Pan Am, assembled in 1981 by majority shareholder Timothy Mellon's Guilford Transportation Industries, operates a 1,700-mile rail network between St. John, New Brunswick, and New York's Capital District.
That system passes through North Adams on its way through northern Berkshire County and provides freight service to several local businesses, including Specialty Minerals in Adams.
The company, rebranded as Pan Am Railways in 2006, is based in Billerica. It incorporates the former Boston & Maine and Maine Central railroads.
Mellon has appointed BMO Financial Group to assist with the sale, according to Freight News.
The Berkshire portion of the railway, which includes the Hoosac Tunnel and also runs through a portion of southwestern Vermont, is operated by Pam Am Southern, a joint venture between Pan Am and the Virginia-based Norfolk Southern Railroad, which maintains the section between Mechanicville, N.Y., and Ayer.
That section once was part of the main line of the former Boston & Maine Railroad, which Guilford Transportation bought out of bankruptcy in 1983.
In April, the Pan Am Southern joint venture reopened the 145-year-old Hoosac Tunnel, after it had been closed for seven weeks when a wall partially collapsed due to wear and tear.
Sale long rumored
Pan Am Railways has been rumored to be for sale for many years, according to people familiar with the railroad industry, and is considered a key piece of infrastructure in North Berkshire.
"It's a critical link to our history and makes us part of the industrial and transportation hub of New England," said North Adams Mayor Thomas Bernard, "and hopefully, it will be an asset for people who are looking to invest in the business."
Bernard said Pan Am did not tell the city that it planned to put the railway on the market.
"You don't know what those decisions really are and what motivates a company to make a move at the time they make it," he said.

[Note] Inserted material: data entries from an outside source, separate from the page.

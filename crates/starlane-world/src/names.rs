//! Per-sector name pools drawn without replacement.
//!
//! The provider's name list is shuffled once per galaxy and dealt out to the
//! sectors like cards, so no two sectors share a base name. Each sector
//! shuffles its own share with its [`Purpose::Names`](crate::rng::Purpose::Names)
//! stream and, once the plain names run out, continues with numbered
//! variants of them (`"Vega II"`). Drawing the `n`th name sequentially and
//! looking it up directly with [`NamePool::name_at`] agree, which lets a
//! single system be regenerated without replaying its siblings' draws.

use crate::error::{GenerationFailure, GenerationPath, WorldError};
use crate::rng::RandomStream;

/// Planet designations by orbital slot; the star takes `A`.
const PLANET_LETTERS: &[u8] = b"BCDEFGHIJKLMNOPQ";

/// Numerals appended to a base name once a sector's plain names are used up.
const NUMERALS: [&str; 8] = ["II", "III", "IV", "V", "VI", "VII", "VIII", "IX"];

/// A shuffled, finite pool of names for one scope.
#[derive(Debug, Clone)]
pub struct NamePool {
    scope: GenerationPath,
    names: Vec<String>,
    cursor: usize,
}

impl NamePool {
    /// Shuffle `names` into a pool for `scope`.
    pub fn new(scope: GenerationPath, names: &[String], stream: &mut RandomStream) -> Self {
        let mut names = names.to_vec();
        stream.shuffle(&mut names);
        Self {
            scope,
            names,
            cursor: 0,
        }
    }

    /// The share of `dealt` belonging to sector `sector` of `sectors`,
    /// followed by its numbered variants.
    ///
    /// `dealt` is the galaxy-wide shuffled list; sector `k` receives every
    /// `sectors`th name starting at `k`. Pools of different sectors are
    /// disjoint as long as `dealt` holds no duplicates.
    pub fn for_sector(
        scope: GenerationPath,
        dealt: &[String],
        sector: u32,
        sectors: u32,
        stream: &mut RandomStream,
    ) -> Self {
        let stride = usize::try_from(sectors).unwrap_or(usize::MAX).max(1);
        let start = usize::try_from(sector).unwrap_or(usize::MAX);
        let mut share: Vec<String> = dealt.iter().skip(start).step_by(stride).cloned().collect();
        stream.shuffle(&mut share);
        let mut variants: Vec<String> = NUMERALS
            .iter()
            .flat_map(|numeral| share.iter().map(move |base| format!("{base} {numeral}")))
            .collect();
        stream.shuffle(&mut variants);
        share.extend(variants);
        Self {
            scope,
            names: share,
            cursor: 0,
        }
    }

    /// Draw the next unused name.
    ///
    /// # Errors
    ///
    /// Returns [`WorldError::Generation`] with
    /// [`GenerationFailure::NamesExhausted`] once every name has been drawn.
    pub fn next_name(&mut self) -> Result<String, WorldError> {
        let name = self.name_at(self.cursor)?.to_owned();
        self.cursor = self.cursor.saturating_add(1);
        Ok(name)
    }

    /// The name the `index`th draw returns.
    ///
    /// # Errors
    ///
    /// Returns [`WorldError::Generation`] if `index` is past the end of the pool.
    pub fn name_at(&self, index: usize) -> Result<&str, WorldError> {
        self.names
            .get(index)
            .map(String::as_str)
            .ok_or_else(|| WorldError::Generation {
                path: self.scope.clone(),
                reason: GenerationFailure::NamesExhausted {
                    drawn: self.names.len(),
                },
            })
    }

    /// Names not yet drawn.
    pub fn remaining(&self) -> usize {
        self.names.len().saturating_sub(self.cursor)
    }
}

/// Name of the planet in `slot` around `system_name`, e.g. `"Vega C"`.
pub fn planet_name(system_name: &str, slot: u32) -> String {
    let letter = usize::try_from(slot)
        .ok()
        .and_then(|index| PLANET_LETTERS.get(index))
        .map_or('?', |byte| char::from(*byte));
    format!("{system_name} {letter}")
}

#[cfg(test)]
#[allow(clippy::unwrap_used)]
mod tests {
    use std::collections::BTreeSet;

    use super::*;
    use crate::rng::{PathLimits, Purpose, SeededRandomStream};

    fn stream(seed: u64) -> RandomStream {
        SeededRandomStream::new(
            seed,
            PathLimits {
                sectors: 1,
                systems_per_sector: 1,
                bodies_per_system: 1,
            },
        )
        .derive(&[0], Purpose::Names)
        .unwrap()
    }

    fn names(n: usize) -> Vec<String> {
        (0..n).map(|i| format!("Name{i}")).collect()
    }

    #[test]
    fn draws_without_replacement_then_exhausts() {
        let mut pool = NamePool::new(GenerationPath::sector(0), &names(5), &mut stream(1));
        let drawn: BTreeSet<String> = (0..5).map(|_| pool.next_name().unwrap()).collect();
        assert_eq!(drawn.len(), 5);
        assert_eq!(pool.remaining(), 0);
        let err = pool.next_name().unwrap_err();
        assert_eq!(err.path(), Some(&GenerationPath::sector(0)));
        assert!(matches!(
            err,
            WorldError::Generation {
                reason: GenerationFailure::NamesExhausted { drawn: 5 },
                ..
            }
        ));
    }

    #[test]
    fn sequential_draws_match_direct_lookup() {
        let source = names(20);
        let mut pool = NamePool::new(GenerationPath::sector(0), &source, &mut stream(7));
        let direct = NamePool::new(GenerationPath::sector(0), &source, &mut stream(7));
        for index in 0..20 {
            assert_eq!(pool.next_name().unwrap(), direct.name_at(index).unwrap());
        }
    }

    #[test]
    fn shuffle_depends_on_stream() {
        let source = names(50);
        let a = NamePool::new(GenerationPath::sector(0), &source, &mut stream(1));
        let b = NamePool::new(GenerationPath::sector(0), &source, &mut stream(2));
        let first_a: Vec<&str> = (0..10).map(|i| a.name_at(i).unwrap()).collect();
        let first_b: Vec<&str> = (0..10).map(|i| b.name_at(i).unwrap()).collect();
        assert_ne!(first_a, first_b);
    }

    #[test]
    fn sector_shares_are_disjoint() {
        let source = names(10);
        let pools: Vec<NamePool> = (0..3)
            .map(|sector| {
                NamePool::for_sector(
                    GenerationPath::sector(sector),
                    &source,
                    sector,
                    3,
                    &mut stream(u64::from(sector)),
                )
            })
            .collect();
        let mut seen = BTreeSet::new();
        for pool in &pools {
            for index in 0..pool.remaining() {
                assert!(seen.insert(pool.name_at(index).unwrap().to_owned()));
            }
        }
        // Ten base names plus eight numbered variants of each.
        assert_eq!(seen.len(), 90);
    }

    #[test]
    fn plain_names_come_before_variants() {
        let source = names(6);
        let pool = NamePool::for_sector(GenerationPath::sector(1), &source, 1, 2, &mut stream(3));
        assert_eq!(pool.remaining(), 27);
        let plain: BTreeSet<&str> = (0..3).map(|i| pool.name_at(i).unwrap()).collect();
        assert_eq!(plain, BTreeSet::from(["Name1", "Name3", "Name5"]));
        assert!(pool.name_at(3).unwrap().contains(' '));
    }

    #[test]
    fn sector_without_share_is_empty() {
        let source = names(2);
        let mut pool = NamePool::for_sector(GenerationPath::sector(3), &source, 3, 4, &mut stream(1));
        assert!(matches!(
            pool.next_name(),
            Err(WorldError::Generation {
                reason: GenerationFailure::NamesExhausted { drawn: 0 },
                ..
            })
        ));
    }

    #[test]
    fn planet_letters() {
        assert_eq!(planet_name("Vega", 0), "Vega B");
        assert_eq!(planet_name("Vega", 2), "Vega D");
        assert_eq!(planet_name("Vega", 99), "Vega ?");
    }
}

The city has put property on the market before and hasn't sold it, Bernard said, and he believes that the railway might be doing something similar.

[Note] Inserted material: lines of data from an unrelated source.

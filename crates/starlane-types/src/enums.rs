//! Enumeration types for the Starlane simulation.
//!
//! Classifications are closed sets dispatched through lookup functions and
//! policy tables instead of trait objects. Every enum derives `Ord` so it can
//! key a `BTreeMap` and iterate in a stable order.

use rust_decimal::Decimal;
use serde::{Deserialize, Serialize};
use ts_rs::TS;

// ---------------------------------------------------------------------------
// Astronomical classifications
// ---------------------------------------------------------------------------

/// Spectral classification of a star, hottest first.
#[derive(Debug, Clone, Copy, PartialEq, Eq, PartialOrd, Ord, Hash, Serialize, Deserialize, TS)]
#[ts(export, export_to = "bindings/")]
pub enum StarType {
    /// Blue giant.
    O,
    /// Blue-white.
    B,
    /// White.
    A,
    /// Yellow-white.
    F,
    /// Yellow dwarf.
    G,
    /// Orange dwarf.
    K,
    /// Red dwarf.
    M,
}

impl StarType {
    /// All spectral classes in weight-table order.
    pub const ALL: [Self; 7] = [Self::O, Self::B, Self::A, Self::F, Self::G, Self::K, Self::M];

    /// Typical luminosity in solar units.
    pub const fn luminosity(self) -> f64 {
        match self {
            Self::O => 10_000.0,
            Self::B => 250.0,
            Self::A => 10.0,
            Self::F => 2.5,
            Self::G => 1.0,
            Self::K => 0.4,
            Self::M => 0.04,
        }
    }

    /// Typical mass in solar units.
    pub const fn mass(self) -> f64 {
        match self {
            Self::O => 20.0,
            Self::B => 6.0,
            Self::A => 2.0,
            Self::F => 1.3,
            Self::G => 1.0,
            Self::K => 0.7,
            Self::M => 0.3,
        }
    }

    /// Whether the star is hot enough to favour energy-intensive industry.
    pub const fn is_hot(self) -> bool {
        matches!(self, Self::O | Self::B | Self::A)
    }
}

/// Physical classification of a planet.
#[derive(Debug, Clone, Copy, PartialEq, Eq, PartialOrd, Ord, Hash, Serialize, Deserialize, TS)]
#[ts(export, export_to = "bindings/")]
pub enum PlanetType {
    /// Scorched, metal-rich body close to its star.
    Metal,
    /// Airless rock.
    Rocky,
    /// Temperate world inside the habitable band.
    Earth,
    /// Frozen world beyond the habitable band.
    Icy,
    /// Gas giant in the outer system.
    GasGiant,
}

/// Economic role of a planet, assigned after generation.
#[derive(Debug, Clone, Copy, PartialEq, Eq, PartialOrd, Ord, Hash, Serialize, Deserialize, TS)]
#[ts(export, export_to = "bindings/")]
pub enum PlanetEconomy {
    /// Food and textile production.
    Agriculture,
    /// Mining of metals and minerals.
    Extraction,
    /// Technology and medicine.
    HighTech,
    /// Machinery, consumer goods and industrial materials.
    Industrial,
    /// Weapons and military supply.
    Military,
    /// Fuel and chemical refining.
    Refinery,
    /// No meaningful economy.
    None,
}

// ---------------------------------------------------------------------------
// Politics
// ---------------------------------------------------------------------------

/// Political allegiance controlling a sector.
#[derive(Debug, Clone, Copy, PartialEq, Eq, PartialOrd, Ord, Hash, Serialize, Deserialize, TS)]
#[ts(export, export_to = "bindings/")]
pub enum Faction {
    /// Criminal syndicate.
    Cartel,
    /// Militarist empire.
    Empire,
    /// Trade federation.
    Federation,
    /// Unaligned worlds.
    Independent,
}

impl Faction {
    /// All factions in stable order.
    pub const ALL: [Self; 4] = [Self::Cartel, Self::Empire, Self::Federation, Self::Independent];

    /// Whether trading `commodity` is legal under this faction's law.
    pub const fn permits(self, commodity: Commodity) -> bool {
        match self {
            Self::Cartel => true,
            Self::Empire => !matches!(commodity, Commodity::IllegalDrug | Commodity::Slavery),
            Self::Federation => !matches!(
                commodity,
                Commodity::IllegalDrug | Commodity::Slavery | Commodity::Weapon
            ),
            Self::Independent => !matches!(commodity, Commodity::Slavery),
        }
    }
}

/// Coarse label for a reputation score.
#[derive(Debug, Clone, Copy, PartialEq, Eq, PartialOrd, Ord, Hash, Serialize, Deserialize, TS)]
#[ts(export, export_to = "bindings/")]
pub enum Standing {
    /// Score at or below -300.
    Hostile,
    /// Score in -299..=-100.
    Unfriendly,
    /// Score in -99..=100.
    Neutral,
    /// Score in 101..=300.
    Friendly,
    /// Score above 300.
    Allied,
}

impl Standing {
    /// Classify a reputation score.
    pub const fn from_score(score: i32) -> Self {
        if score <= -300 {
            Self::Hostile
        } else if score <= -100 {
            Self::Unfriendly
        } else if score <= 100 {
            Self::Neutral
        } else if score <= 300 {
            Self::Friendly
        } else {
            Self::Allied
        }
    }
}

// ---------------------------------------------------------------------------
// System condition
// ---------------------------------------------------------------------------

/// Political and economic condition of a system.
#[derive(Debug, Clone, Copy, PartialEq, Eq, PartialOrd, Ord, Hash, Serialize, Deserialize, TS)]
#[ts(export, export_to = "bindings/")]
pub enum SystemState {
    /// Normal operation.
    Stable,
    /// Stable with trade volume above the boom threshold.
    Boom,
    /// Owner reputation or trade legality has degraded.
    Contested,
    /// Markets closed; agents removed. Recovery requires intervention.
    Collapsed,
}

impl SystemState {
    /// Whether the system's market still accepts orders.
    pub const fn is_open(self) -> bool {
        !matches!(self, Self::Collapsed)
    }
}

/// Enforcement level in a system, lowest first.
#[derive(Debug, Clone, Copy, PartialEq, Eq, PartialOrd, Ord, Hash, Serialize, Deserialize, TS)]
#[ts(export, export_to = "bindings/")]
pub enum SystemSecurity {
    /// No enforcement.
    Anarchy,
    /// Sporadic patrols.
    Low,
    /// Regular patrols.
    Medium,
    /// Full enforcement.
    High,
}

impl SystemSecurity {
    /// Width of each level's band on the security score scale.
    pub const BAND: u32 = 25;

    /// Highest representable security score.
    pub const MAX_SCORE: u32 = 99;

    /// Map a clamped score (0..=99) to a level.
    pub const fn from_score(score: u32) -> Self {
        match score / Self::BAND {
            0 => Self::Anarchy,
            1 => Self::Low,
            2 => Self::Medium,
            _ => Self::High,
        }
    }

    /// Score at the middle of this level's band.
    pub const fn midpoint_score(self) -> u32 {
        match self {
            Self::Anarchy => 12,
            Self::Low => 37,
            Self::Medium => 62,
            Self::High => 87,
        }
    }
}

// ---------------------------------------------------------------------------
// Commodities
// ---------------------------------------------------------------------------

/// A tradable good. Every system market tracks a price and stock for each.
#[derive(Debug, Clone, Copy, PartialEq, Eq, PartialOrd, Ord, Hash, Serialize, Deserialize, TS)]
#[ts(export, export_to = "bindings/")]
pub enum Commodity {
    /// Industrial and fuel chemicals.
    Chemical,
    /// Finished consumer goods.
    ConsumerItem,
    /// Foodstuffs.
    Food,
    /// Narcotics.
    IllegalDrug,
    /// Alloys, plastics and construction stock.
    IndustrialMaterial,
    /// Licensed pharmaceuticals and stimulants.
    LegalDrug,
    /// Heavy equipment.
    Machinery,
    /// Medical supplies.
    Medicine,
    /// Refined metals.
    Metal,
    /// Raw ore and minerals.
    Mineral,
    /// Recovered wreckage.
    Salvage,
    /// Trafficked people.
    Slavery,
    /// Electronics and computing.
    Technology,
    /// Cloth and fibre.
    Textile,
    /// Refuse for reprocessing.
    Waste,
    /// Arms and munitions.
    Weapon,
}

impl Commodity {
    /// Every commodity in stable order.
    pub const ALL: [Self; 16] = [
        Self::Chemical,
        Self::ConsumerItem,
        Self::Food,
        Self::IllegalDrug,
        Self::IndustrialMaterial,
        Self::LegalDrug,
        Self::Machinery,
        Self::Medicine,
        Self::Metal,
        Self::Mineral,
        Self::Salvage,
        Self::Slavery,
        Self::Technology,
        Self::Textile,
        Self::Waste,
        Self::Weapon,
    ];

    /// Galaxy-wide reference price in credits.
    pub const fn base_price(self) -> Decimal {
        let credits: u32 = match self {
            Self::Waste => 5,
            Self::Food => 20,
            Self::Salvage => 25,
            Self::Textile => 30,
            Self::Mineral => 35,
            Self::Metal => 50,
            Self::Chemical => 60,
            Self::IndustrialMaterial => 70,
            Self::LegalDrug => 80,
            Self::ConsumerItem => 90,
            Self::Medicine => 120,
            Self::Machinery => 150,
            Self::Weapon => 200,
            Self::Technology => 250,
            Self::IllegalDrug => 300,
            Self::Slavery => 500,
        };
        Decimal::from_parts(credits, 0, 0, false, 0)
    }
}

// ---------------------------------------------------------------------------
// Orders
// ---------------------------------------------------------------------------

/// Side of an order.
#[derive(Debug, Clone, Copy, PartialEq, Eq, PartialOrd, Ord, Hash, Serialize, Deserialize, TS)]
#[ts(export, export_to = "bindings/")]
pub enum OrderSide {
    /// Willingness to buy.
    Bid,
    /// Willingness to sell.
    Ask,
}

/// Why an order was dropped at submission.
#[derive(Debug, Clone, Copy, PartialEq, Eq, PartialOrd, Ord, Hash, Serialize, Deserialize, TS)]
#[ts(export, export_to = "bindings/")]
pub enum OrderRejection {
    /// Quantity was zero.
    ZeroQuantity,
    /// Price was zero or negative.
    NonPositivePrice,
    /// Bid notional exceeds the agent's uncommitted capital.
    InsufficientCapital,
    /// Ask quantity exceeds the agent's uncommitted holdings.
    InsufficientInventory,
    /// The submitting agent is not registered in the system.
    UnknownAgent,
    /// The system's market is closed.
    MarketClosed,
}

"Just because you put something up for sale doesn't mean you sell it," Bernard said. "The offer might not be there to make it feasible. We'll pay attention to this as it happens. I hope we have a corporate business and partner that is willing to work with the city."

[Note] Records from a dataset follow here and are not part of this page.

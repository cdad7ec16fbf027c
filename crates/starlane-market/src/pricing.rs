//! Published price update after clearing.
//!
//! The new price starts from the volume-weighted clearing price (or the old
//! published price when nothing traded) and moves by
//! `rate * imbalance`, where
//! `imbalance = (bid_volume - ask_volume) / max(bid_volume, ask_volume)`
//! lies in `[-1, 1]`. Unmet demand raises the price; unsold supply lowers it.

use rust_decimal::Decimal;
use starlane_types::Commodity;

use crate::config::MarketConfig;

/// Signed demand/supply imbalance in `[-1, 1]`; zero when nothing was offered.
pub fn imbalance(bid_volume: u64, ask_volume: u64) -> Decimal {
    let larger = bid_volume.max(ask_volume);
    if larger == 0 {
        return Decimal::ZERO;
    }
    Decimal::from(bid_volume)
        .checked_sub(Decimal::from(ask_volume))
        .and_then(|difference| difference.checked_div(Decimal::from(larger)))
        .unwrap_or(Decimal::ZERO)
}

/// Compute the next published price.
pub fn next_price(
    commodity: Commodity,
    current: Decimal,
    reference: Option<Decimal>,
    bid_volume: u64,
    ask_volume: u64,
    config: &MarketConfig,
) -> Decimal {
    let anchor = reference.unwrap_or(current);
    let factor = config
        .price_adjustment_rate
        .checked_mul(imbalance(bid_volume, ask_volume))
        .and_then(|step| Decimal::ONE.checked_add(step))
        .unwrap_or(Decimal::ONE);
    let ceiling = commodity
        .base_price()
        .checked_mul(config.max_price_factor)
        .unwrap_or(Decimal::MAX);
    anchor
        .checked_mul(factor)
        .unwrap_or(anchor)
        .round_dp(2)
        .clamp(config.min_price, ceiling.max(config.min_price))
}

Christopher Parker, associate editor of the trade publication Atlantic Northeast Rails & Ports, said Pan Am Railway has been close to a sale before.
"I've heard several company names in the past coming close to terms, and each time nothing has ended up happening," Parker said. "Timothy Mellon is in his upper 70s. He's getting to the age where it's time to put his affairs in order. I've heard secondhand reports that his heirs aren't particularly interested [in running the railroad]."
Pan Am bills itself as "North America's Largest Regional Rail Network." It has 750 employees and is the country's largest Class II rail carrier. Amtrak uses part of its network.
Pan Am also connects to all four of the eastern Class I rail networks and to 20 regular and short-term railroads. Railroads are classified in three categories by the Interstate Commerce Commission.
A railroad industry insider, who spoke to the trade publication Railway Age, said those connections could make the entire Pam Am Railway attractive to a slew of railroad lines in the United States and Canada, including the Canadian National and Canadian Pacific lines. Pieces of the network could be divvied up and sold to smaller companies like Vermont Rail.
"Most likely there's a number of possible suitors in the wings," Parker said. "The path forward would be different depending on what company took over and what their track record is in serving customers."